The level of the children’s literacy development varied from one child to another from the beginning of the programme till the end. At the beginning of the programme (in January) the majority had reached the alphabetic phase while a few were close to the full alphabetic phase. By the end of the programme (in April), the children had progressed through the alphabetic stage while those few who were already good readers at the beginning, had reached the full alphabetic phase.

Basically the children used two methods to decode words: by sounding out the individual letters in a word or by syllabifying it. But it was noticed that three children resorted to the latter method when they didn’t succeed in decoding a multi-syllabic word after using the former method.
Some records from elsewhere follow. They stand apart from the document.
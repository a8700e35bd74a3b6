//! Domain reconciler
//!
//! The Reconciler is responsible for:
//! - Observing the domain through the RegistrarGateway
//! - Planning corrective actions
//! - Applying the plan, one gateway call per action
//! - Reporting progress as events
//!
//! ## Flow
//!
//! ```text
//! DesiredDomainState
//!        │
//!        ▼
//! ┌──────────────┐   list_domains / list_operations   ┌──────────────────┐
//! │  observe()   │ ─────────────────────────────────▶ │ RegistrarGateway │
//! └──────────────┘                                    └──────────────────┘
//!        │ ObservedDomainState                                 ▲
//!        ▼                                                     │
//! ┌──────────────┐   availability / transferability            │
//! │   plan()     │ ────────────────────────────────────────────┤
//! └──────────────┘                                             │
//!        │ Plan                                                │
//!        ▼                                                     │
//! ┌──────────────┐   register / transfer / update_*            │
//! │   apply()    │ ────────────────────────────────────────────┘
//! └──────────────┘
//! ```
//!
//! ## Failure Semantics
//!
//! The first failing action aborts the pass. Actions already applied stay
//! applied; there is no compensation step.

use tokio::sync::mpsc;
use tracing::{debug, info, warn};

use crate::config::ReconcilerConfig;
use crate::error::{Error, Result};
use crate::model::{DesiredDomainState, ObservedDomainState};
use crate::observe::observe_with;
use crate::plan::{Action, ActionKind, FailReason, Plan, plan};
use crate::traits::RegistrarGateway;

/// Events emitted by the Reconciler
#[derive(Debug, Clone, PartialEq, Eq)]
pub enum ReconcileEvent {
    /// Registrar state observed
    Observed {
        domain_name: String,
        state: &'static str,
    },

    /// Plan computed
    Planned {
        domain_name: String,
        actions: Vec<ActionKind>,
    },

    /// Action applied successfully
    ActionApplied {
        domain_name: String,
        action: ActionKind,
        operation_id: Option<String>,
    },

    /// Action failed; the pass stops here
    ActionFailed {
        domain_name: String,
        action: ActionKind,
        error: String,
    },

    /// Delete requested; nothing was done
    DeleteSkipped { domain_name: String },
}

/// Result of one applied action
#[derive(Debug, Clone, PartialEq, Eq)]
pub struct ActionOutcome {
    pub action: ActionKind,
    /// Registrar operation id, for calls that return one
    pub operation_id: Option<String>,
}

/// Domain reconciler
///
/// Holds the only dependency, the gateway, explicitly. One instance can serve
/// any number of sequential lifecycle events; no state carries over between
/// them.
pub struct Reconciler {
    /// Registrar gateway
    gateway: Box<dyn RegistrarGateway>,

    /// Resolve in-flight transfer operations to full detail
    resolve_transfer_detail: bool,

    /// Event sender for external monitoring
    event_tx: mpsc::Sender<ReconcileEvent>,
}

impl Reconciler {
    /// Create a new reconciler
    ///
    /// # Returns
    ///
    /// A tuple of (reconciler, event_receiver) where event_receiver yields reconcile events
    pub fn new(
        gateway: Box<dyn RegistrarGateway>,
        config: ReconcilerConfig,
    ) -> Result<(Self, mpsc::Receiver<ReconcileEvent>)> {
        config.validate()?;

        let (tx, rx) = mpsc::channel(config.event_channel_capacity);

        let reconciler = Self {
            gateway,
            resolve_transfer_detail: config.resolve_transfer_detail,
            event_tx: tx,
        };

        Ok((reconciler, rx))
    }

    /// The gateway this reconciler drives
    pub fn gateway(&self) -> &dyn RegistrarGateway {
        self.gateway.as_ref()
    }

    /// Observe a domain through the gateway
    pub async fn observe(&self, domain_name: &str) -> Result<ObservedDomainState> {
        let observed =
            observe_with(self.gateway.as_ref(), domain_name, self.resolve_transfer_detail).await?;

        debug!("Observed {} as {}", domain_name, observed.kind());
        self.emit_event(ReconcileEvent::Observed {
            domain_name: domain_name.to_string(),
            state: observed.kind(),
        });

        Ok(observed)
    }

    /// Handle a create request
    ///
    /// Registers or transfers an absent domain; reconciles one that already
    /// exists. Returns the domain name as the resource identifier.
    pub async fn create(&self, desired: &DesiredDomainState) -> Result<String> {
        info!("Create requested for {}", desired.domain_name);
        desired.validate()?;

        let observed = self.observe(&desired.domain_name).await?;
        self.reconcile(desired, &observed).await?;

        Ok(desired.domain_name.clone())
    }

    /// Handle an update request
    ///
    /// The domain must already be known to the registrar.
    pub async fn update(&self, desired: &DesiredDomainState) -> Result<String> {
        info!("Update requested for {}", desired.domain_name);
        desired.validate()?;

        let observed = self.observe(&desired.domain_name).await?;
        if matches!(observed, ObservedDomainState::Absent) {
            return Err(Error::not_found(&desired.domain_name));
        }
        self.reconcile(desired, &observed).await?;

        Ok(desired.domain_name.clone())
    }

    /// Handle a delete request
    ///
    /// Deleting a domain is irreversible, so no registrar call is made and the
    /// request always succeeds. Releasing the domain is left to an operator.
    pub async fn delete(&self, domain_name: &str) -> Result<String> {
        warn!(
            "Delete requested for {}; domain left registered, release it manually if intended",
            domain_name
        );
        self.emit_event(ReconcileEvent::DeleteSkipped {
            domain_name: domain_name.to_string(),
        });
        Ok(domain_name.to_string())
    }

    /// Plan against an observation and apply the result
    pub async fn reconcile(
        &self,
        desired: &DesiredDomainState,
        observed: &ObservedDomainState,
    ) -> Result<Vec<ActionOutcome>> {
        if let ObservedDomainState::InProgressTransfer { operation, detail } = observed {
            info!(
                "Transfer {} of {} still in progress{}; leaving domain untouched",
                operation.operation_id,
                desired.domain_name,
                detail
                    .as_ref()
                    .and_then(|d| d.message.as_deref())
                    .map(|m| format!(" ({})", m))
                    .unwrap_or_default()
            );
        }

        let plan = plan(self.gateway.as_ref(), desired, observed).await?;
        self.emit_event(ReconcileEvent::Planned {
            domain_name: desired.domain_name.clone(),
            actions: plan.kinds(),
        });

        if plan.is_empty() {
            info!("{} is up to date", desired.domain_name);
        } else {
            info!("{} needs: {:?}", desired.domain_name, plan.kinds());
        }

        self.apply(desired, plan).await
    }

    /// Apply a plan in order
    ///
    /// Stops at the first failure, which is returned as-is.
    pub async fn apply(
        &self,
        desired: &DesiredDomainState,
        plan: Plan,
    ) -> Result<Vec<ActionOutcome>> {
        let mut outcomes = Vec::with_capacity(plan.len());

        for action in plan {
            let kind = action.kind();
            match self.apply_action(desired, action).await {
                Ok(operation_id) => {
                    info!(
                        "Applied {} to {}{}",
                        kind,
                        desired.domain_name,
                        operation_id
                            .as_deref()
                            .map(|id| format!(" (operation {})", id))
                            .unwrap_or_default()
                    );
                    self.emit_event(ReconcileEvent::ActionApplied {
                        domain_name: desired.domain_name.clone(),
                        action: kind,
                        operation_id: operation_id.clone(),
                    });
                    outcomes.push(ActionOutcome {
                        action: kind,
                        operation_id,
                    });
                }
                Err(e) => {
                    warn!("{} failed for {}: {}", kind, desired.domain_name, e);
                    self.emit_event(ReconcileEvent::ActionFailed {
                        domain_name: desired.domain_name.clone(),
                        action: kind,
                        error: e.to_string(),
                    });
                    return Err(e);
                }
            }
        }

        Ok(outcomes)
    }

    /// Perform a single action
    async fn apply_action(
        &self,
        desired: &DesiredDomainState,
        action: Action,
    ) -> Result<Option<String>> {
        let domain_name = desired.domain_name.as_str();

        match action {
            Action::Register(request) => self.gateway.register_domain(&request).await.map(Some),
            Action::TransferIn(request) => self.gateway.transfer_domain(&request).await.map(Some),
            Action::UpdateContact(contact) => self
                .gateway
                .update_domain_contact(domain_name, &contact)
                .await
                .map(Some),
            Action::SetAutoRenew(true) => self
                .gateway
                .enable_domain_auto_renew(domain_name)
                .await
                .map(|_| None),
            Action::SetAutoRenew(false) => self
                .gateway
                .disable_domain_auto_renew(domain_name)
                .await
                .map(|_| None),
            Action::UpdateNameservers(name_servers) => self
                .gateway
                .update_domain_nameservers(domain_name, &name_servers)
                .await
                .map(Some),
            Action::Fail(FailReason::NotAvailable(_)) => Err(Error::not_available(domain_name)),
            Action::Fail(FailReason::NotTransferable(_)) => {
                Err(Error::not_transferable(domain_name))
            }
        }
    }

    /// Emit a reconcile event
    fn emit_event(&self, event: ReconcileEvent) {
        match self.event_tx.try_send(event) {
            Ok(()) => {}
            Err(mpsc::error::TrySendError::Full(_)) => {
                warn!("Event channel full, dropping event. Consider increasing event_channel_capacity.");
            }
            // Nobody is listening
            Err(mpsc::error::TrySendError::Closed(_)) => {}
        }
    }
}

#[cfg(test)]
mod tests {
    use super::*;
    use crate::gateway::MemoryRegistrar;

    #[test]
    fn test_zero_capacity_rejected() {
        let config = ReconcilerConfig {
            resolve_transfer_detail: false,
            event_channel_capacity: 0,
        };
        assert!(Reconciler::new(Box::new(MemoryRegistrar::new()), config).is_err());
    }

    #[tokio::test]
    async fn test_delete_makes_no_gateway_calls() {
        let registrar = MemoryRegistrar::new();
        let (reconciler, mut events) =
            Reconciler::new(Box::new(registrar.clone()), ReconcilerConfig::default()).unwrap();

        let id = reconciler.delete("foo.com").await.unwrap();

        assert_eq!(id, "foo.com");
        assert!(registrar.calls().await.is_empty());
        assert_eq!(
            events.try_recv().unwrap(),
            ReconcileEvent::DeleteSkipped {
                domain_name: "foo.com".to_string()
            }
        );
    }

    #[tokio::test]
    async fn test_full_channel_does_not_fail_reconcile() {
        let config = ReconcilerConfig {
            resolve_transfer_detail: false,
            event_channel_capacity: 1,
        };
        let (reconciler, _events) =
            Reconciler::new(Box::new(MemoryRegistrar::new()), config).unwrap();

        assert!(reconciler.delete("a.com").await.is_ok());
        assert!(reconciler.delete("b.com").await.is_ok());
    }
}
The words with the different syllabic structures provided different levels of difficulty for the children. The syllabic forms CV, CVC, CVCV, CVCCV and CVCCVC proved to be relatively easy for the children to syllabify whereas the form CVCC was a bit difficult for some children. Other children continued to syllabify words with the syllabic forms CVCVC wrongly. For example, ‘vapur’ was syllabified ‘vap/ur’ instead of ‘va/pur’. Some children, especially at the beginning of the programme, had difficulty recognising letters like ‘d’, ‘b’ and ‘p’ or capital letters. Weak readers did not overcome this difficulty till the end of the programme. Such weak readers also found it difficult to remember the syllables read at the beginning of the word, or words read at the beginning of a sentence. This may be due to a short working memory.

The children often self-corrected mistakes they made when reading out aloud or when syllabifying words. Gunning (2006) says that self-correction is a good sign because it means that the reader actively monitors his/her reading to make sure that it makes sense. Self-correction often happened when the children weren’t able to decode the word after having syllabified it in a different way from how they were taught. Self-correction also took place when the children realised that in the way they syllabified it, a syllable is going to begin with a vowel and they had learned that this shouldn’t occur except if the syllable is the first one in a word.
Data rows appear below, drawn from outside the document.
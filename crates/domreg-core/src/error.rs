//! Error types for domain reconciliation
//!
//! Every failure is raised to the caller. Nothing in this crate retries,
//! suppresses, or rolls back a partially applied reconcile pass.

use thiserror::Error;

/// Result type alias for reconciliation operations
pub type Result<T> = std::result::Result<T, Error>;

/// Core error type for the domain reconciler
#[derive(Error, Debug)]
pub enum Error {
    /// Registration requested but the registrar reports the name unavailable
    #[error("Domain {0} is not available")]
    NotAvailable(String),

    /// Transfer requested but the registrar rejects it
    #[error("Domain {0} is not transferable")]
    NotTransferable(String),

    /// Update requested for a domain the registrar has no record of
    #[error("Domain {0} does not exist")]
    NotFound(String),

    /// Any failure of an underlying registrar call
    #[error("Registrar gateway error ({gateway}): {message}")]
    Gateway {
        /// Gateway name
        gateway: String,
        /// Error message
        message: String,
    },

    /// The registrar gateway could not be constructed
    #[error("Fatal: {0}")]
    Fatal(String),

    /// Configuration errors
    #[error("Configuration error: {0}")]
    Config(String),

    /// Malformed lifecycle event or desired state
    #[error("Invalid input: {0}")]
    InvalidInput(String),

    /// JSON serialization/deserialization errors
    #[error("JSON error: {0}")]
    Json(#[from] serde_json::Error),

    /// I/O errors while reading events
    #[error("I/O error: {0}")]
    Io(#[from] std::io::Error),
}

impl Error {
    /// Create a "not available" error
    pub fn not_available(domain: impl Into<String>) -> Self {
        Self::NotAvailable(domain.into())
    }

    /// Create a "not transferable" error
    pub fn not_transferable(domain: impl Into<String>) -> Self {
        Self::NotTransferable(domain.into())
    }

    /// Create a "not found" error
    pub fn not_found(domain: impl Into<String>) -> Self {
        Self::NotFound(domain.into())
    }

    /// Create a gateway error
    pub fn gateway(gateway: impl Into<String>, message: impl Into<String>) -> Self {
        Self::Gateway {
            gateway: gateway.into(),
            message: message.into(),
        }
    }

    /// Create a fatal construction error
    pub fn fatal(msg: impl Into<String>) -> Self {
        Self::Fatal(msg.into())
    }

    /// Create a configuration error
    pub fn config(msg: impl Into<String>) -> Self {
        Self::Config(msg.into())
    }

    /// Create an invalid input error
    pub fn invalid_input(msg: impl Into<String>) -> Self {
        Self::InvalidInput(msg.into())
    }

    /// Whether this error came from the registrar itself
    pub fn is_gateway(&self) -> bool {
        matches!(self, Self::Gateway { .. })
    }
}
Children found nouns easier to decode than verbs, both when using the context as well as semantic cues. It seems easier for children to guess a word when it is a noun than when it is a verb. Further investigation into this would be pertinent and useful.

Conclusion

The word lists were essential for creating the reading material to be used in the programme. Such word lists can facilitate the development of other reading material for children. They can also help in creating more graded books in which the vocabulary is specific to the particular literacy skill being learned.
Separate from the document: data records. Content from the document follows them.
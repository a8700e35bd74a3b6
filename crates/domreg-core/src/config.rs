//! Configuration types for the domain reconciler
//!
//! Registration policy (one year, privacy protection on every contact role)
//! is fixed and has no setting here.

use serde::{Deserialize, Serialize};

/// Region that serves the Route 53 Domains API
pub const DEFAULT_ROUTE53_REGION: &str = "us-east-1";

/// Main configuration
#[derive(Debug, Clone, Default, Serialize, Deserialize)]
pub struct DomregConfig {
    /// Registrar gateway configuration
    pub gateway: GatewayConfig,

    /// Optional reconciler settings
    #[serde(default)]
    pub reconciler: ReconcilerConfig,
}

impl DomregConfig {
    /// Create a configuration with the given gateway and default reconciler settings
    pub fn new(gateway: GatewayConfig) -> Self {
        Self {
            gateway,
            reconciler: ReconcilerConfig::default(),
        }
    }

    /// Validate the configuration
    pub fn validate(&self) -> Result<(), crate::Error> {
        self.gateway.validate()?;
        self.reconciler.validate()?;
        Ok(())
    }
}

/// Registrar gateway configuration
#[derive(Clone, Serialize, Deserialize)]
#[serde(tag = "type", rename_all = "snake_case")]
pub enum GatewayConfig {
    /// Amazon Route 53 Domains
    Route53 {
        /// AWS region (the API is only served from us-east-1)
        #[serde(default = "default_region")]
        region: String,
        /// AWS access key id
        access_key_id: String,
        /// AWS secret access key
        secret_access_key: String,
        /// Session token for temporary credentials
        #[serde(default)]
        session_token: Option<String>,
        /// Endpoint override (testing, VPC endpoints)
        #[serde(default)]
        endpoint: Option<String>,
        /// Perform reads but only log mutations
        #[serde(default)]
        dry_run: bool,
    },

    /// In-process fake registrar
    Memory,
}

// Hand-written so secrets never reach logs
impl std::fmt::Debug for GatewayConfig {
    fn fmt(&self, f: &mut std::fmt::Formatter<'_>) -> std::fmt::Result {
        match self {
            GatewayConfig::Route53 {
                region,
                access_key_id,
                session_token,
                endpoint,
                dry_run,
                ..
            } => f
                .debug_struct("Route53")
                .field("region", region)
                .field("access_key_id", access_key_id)
                .field("secret_access_key", &"<REDACTED>")
                .field("session_token", &session_token.as_ref().map(|_| "<REDACTED>"))
                .field("endpoint", endpoint)
                .field("dry_run", dry_run)
                .finish(),
            GatewayConfig::Memory => f.write_str("Memory"),
        }
    }
}

impl GatewayConfig {
    /// Validate the gateway configuration
    pub fn validate(&self) -> Result<(), crate::Error> {
        match self {
            GatewayConfig::Route53 {
                region,
                access_key_id,
                secret_access_key,
                endpoint,
                ..
            } => {
                if region.is_empty() {
                    return Err(crate::Error::config("Route 53 region cannot be empty"));
                }
                if access_key_id.is_empty() {
                    return Err(crate::Error::config("AWS access key id cannot be empty"));
                }
                if secret_access_key.is_empty() {
                    return Err(crate::Error::config("AWS secret access key cannot be empty"));
                }
                if let Some(endpoint) = endpoint
                    && !endpoint.starts_with("https://")
                    && !endpoint.starts_with("http://")
                {
                    return Err(crate::Error::config(format!(
                        "Route 53 endpoint must use HTTP or HTTPS scheme. Got: {}",
                        endpoint
                    )));
                }
                Ok(())
            }
            GatewayConfig::Memory => Ok(()),
        }
    }

    /// Get the gateway type name
    pub fn type_name(&self) -> &str {
        match self {
            GatewayConfig::Route53 { .. } => "route53",
            GatewayConfig::Memory => "memory",
        }
    }
}

impl Default for GatewayConfig {
    fn default() -> Self {
        GatewayConfig::Route53 {
            region: default_region(),
            access_key_id: String::new(),
            secret_access_key: String::new(),
            session_token: None,
            endpoint: None,
            dry_run: false,
        }
    }
}

fn default_region() -> String {
    DEFAULT_ROUTE53_REGION.to_string()
}

/// Reconciler configuration
#[derive(Debug, Clone, Serialize, Deserialize)]
pub struct ReconcilerConfig {
    /// Fetch full operation detail when a transfer is found in flight
    ///
    /// Off by default, which keeps observation to at most two list calls.
    #[serde(default)]
    pub resolve_transfer_detail: bool,

    /// Capacity of the reconcile event channel
    ///
    /// When full, new events are dropped with a warning log.
    #[serde(default = "default_event_channel_capacity")]
    pub event_channel_capacity: usize,
}

impl ReconcilerConfig {
    /// Validate the reconciler configuration
    pub fn validate(&self) -> Result<(), crate::Error> {
        if self.event_channel_capacity == 0 {
            return Err(crate::Error::config("Event channel capacity must be > 0"));
        }
        Ok(())
    }
}

impl Default for ReconcilerConfig {
    fn default() -> Self {
        Self {
            resolve_transfer_detail: false,
            event_channel_capacity: default_event_channel_capacity(),
        }
    }
}

fn default_event_channel_capacity() -> usize {
    100
}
By putting the teaching of reading skills in a context I was able to integrate the teaching of syllabification in a way which appealed to the children. The fact that the words which were to be syllabified had been contextualised in the introductory activity, created a smooth transition between the first part of the lesson and the activity of segmenting, syllabifying and spelling out the words. The idea of using the train with the carriages to introduce the children to the concept of seeing the syllables as chunks was particularly effective and appealing to them. When we were writing the letters on the carriages, we were actually separating one syllable from the other; thus the process of segmentation was presented to the children in a visual and concrete way.

In spite of the limited time and space I had for this project, I can safely conclude that a successful literacy programme needs to be based on both a scientific analysis of syllabification in Maltese, as well as on creative pedagogical approaches that contextualise print and by which the children can practise reading skills at the same time as actively participating in varied multi-sensory activities.